Pourtant, il avait bien commencé. Tout d'abord, elle avait retrouvé sa soeur et fait enfin la connaissance de ses neveux et nièces. En d'autres circonstances, elle aurait du se faire violence pour oublier qui était le père de trois d'entre-eux. Mais autre temps, autre moeurs, Lou ne savait pas haïr deux blonds à la fois.

Et puis était apparu ce frère qu'elle connaissait si peu, mais qui lui avait plu dès la première rencontre. Qu'il soit homme d'église n'avait fait que gagner sa confiance, parce que l'affection qu'elle lui portait était venue tout aussi naturellement que pour Nao et Margot.

Ana et Marwenn étaient là aussi, ainsi que les deux K dont elle n'avait pas vraiment eu l'occasion de faire connaissance. En tout cas, une amitié et une fidélité aussi forte que celles qui les liaient à son père, elle n'en avait jamais vu.

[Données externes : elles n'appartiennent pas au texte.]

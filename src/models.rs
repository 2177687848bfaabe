//! Data models for LuccaNotes.
//!
//! This module defines the core entities: Note, Tag, and the tag color
//! palette. All IDs are UUID7; timestamps are UTC, accurate to the second.

use chrono::{DateTime, Utc};
use serde::{Deserialize, Serialize};
use uuid::Uuid;

/// Colors available for tag pills in the UI.
///
/// The palette is fixed; tags store the variant name as a string.
#[derive(Debug, Clone, Copy, PartialEq, Eq, Serialize, Deserialize)]
#[serde(rename_all = "camelCase")]
pub enum TagColor {
    Sky,
    Red,
    Green,
    Violet,
    Yellow,
    LightGray,
    DarkGray,
}

impl TagColor {
    /// Canonical storage name for this color
    pub fn as_str(&self) -> &'static str {
        match self {
            TagColor::Sky => "sky",
            TagColor::Red => "red",
            TagColor::Green => "green",
            TagColor::Violet => "violet",
            TagColor::Yellow => "yellow",
            TagColor::LightGray => "lightGray",
            TagColor::DarkGray => "darkGray",
        }
    }

    /// Parse a storage name back into a color
    pub fn parse(s: &str) -> Option<Self> {
        match s {
            "sky" => Some(TagColor::Sky),
            "red" => Some(TagColor::Red),
            "green" => Some(TagColor::Green),
            "violet" => Some(TagColor::Violet),
            "yellow" => Some(TagColor::Yellow),
            "lightGray" => Some(TagColor::LightGray),
            "darkGray" => Some(TagColor::DarkGray),
            _ => None,
        }
    }
}

/// Represents a note in the system.
///
/// The `content` field is the authoritative Markdown text, owned by the
/// persistence layer. It is only ever mutated by applying an accepted
/// patch set (see [`crate::patch`]); clients never write it directly.
#[derive(Debug, Clone, PartialEq, Eq, Serialize, Deserialize)]
pub struct Note {
    /// Unique identifier for the note (UUID7)
    pub id: Uuid,
    /// Display title
    pub title: String,
    /// The note's Markdown content
    pub content: String,
    /// Identifier of the owning user
    pub user_id: String,
    /// When the note was created
    pub created_at: DateTime<Utc>,
    /// When the note's content or metadata last changed
    pub last_updated: DateTime<Utc>,
}

impl Note {
    /// Create a new empty note with the given title
    pub fn new(title: String, user_id: String) -> Self {
        let now = Utc::now();
        Self {
            id: Uuid::now_v7(),
            title,
            content: String::new(),
            user_id,
            created_at: now,
            last_updated: now,
        }
    }

    /// Get the note ID as a hex string
    pub fn id_hex(&self) -> String {
        self.id.simple().to_string()
    }
}

/// Represents a tag used to organize notes.
#[derive(Debug, Clone, PartialEq, Eq, Serialize, Deserialize)]
pub struct Tag {
    /// Unique identifier for the tag (UUID7)
    pub id: Uuid,
    /// Display label (unique per user)
    pub label: String,
    /// Pill color in the UI
    pub color: TagColor,
    /// Identifier of the owning user
    pub user_id: String,
    /// When the tag was created
    pub created_at: DateTime<Utc>,
}

impl Tag {
    /// Create a new tag with the given label and color
    pub fn new(label: String, color: TagColor, user_id: String) -> Self {
        Self {
            id: Uuid::now_v7(),
            label,
            color,
            user_id,
            created_at: Utc::now(),
        }
    }
}

/// A note together with its tags, as returned by the read endpoints.
#[derive(Debug, Clone, PartialEq, Eq, Serialize, Deserialize)]
pub struct NoteWithTags {
    #[serde(flatten)]
    pub note: Note,
    pub tags: Vec<Tag>,
}

#[cfg(test)]
mod tests {
    use super::*;

    #[test]
    fn test_note_creation() {
        let note = Note::new("Groceries".to_string(), "user-1".to_string());

        assert!(!note.id.is_nil());
        assert_eq!(note.title, "Groceries");
        assert!(note.content.is_empty());
        assert_eq!(note.created_at, note.last_updated);
    }

    #[test]
    fn test_tag_creation() {
        let tag = Tag::new("Work".to_string(), TagColor::Sky, "user-1".to_string());

        assert!(!tag.id.is_nil());
        assert_eq!(tag.label, "Work");
        assert_eq!(tag.color, TagColor::Sky);
    }

    #[test]
    fn test_tag_color_round_trip() {
        for color in [
            TagColor::Sky,
            TagColor::Red,
            TagColor::Green,
            TagColor::Violet,
            TagColor::Yellow,
            TagColor::LightGray,
            TagColor::DarkGray,
        ] {
            assert_eq!(TagColor::parse(color.as_str()), Some(color));
        }
        assert_eq!(TagColor::parse("magenta"), None);
    }

    #[test]
    fn test_id_hex_format() {
        let note = Note::new("Test".to_string(), "user-1".to_string());

        let hex = note.id_hex();
        assert_eq!(hex.len(), 32); // UUID without hyphens
        assert!(hex.chars().all(|c| c.is_ascii_hexdigit()));
    }
}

Aussi, comment Lou n'aurait-elle pas pu se réjouir de voir son père entouré de ceux qui l'aimaient le plus? Il ne mourrait pas seul, n'en déplaise à certaines.

Lorsque son père se rapprocha d'elle, elle se contenta de l'écouter. Elle en avait pourtant des choses à lui dire. Mais rien ne vint. Et puis, est ce que cela aurait changé quelque chose qu'il sache qu'elle n'avait jamais détesté la Bretagne, même si elle n'était pas parvenue à l'aimer comme il l'aurait souhaité? Sans cette atmosphère délétère, elle aurait sûrement fait l'effort de rester, et elle s'en voulait d'avoir laissé son père. Mais sans lui, plus rien n'aurait de sens ici.

Elle dut faire un effort presque surhumain pour contrôler ses larmes, et ne pas décevoir ce père qu'elle aimait plus que tout.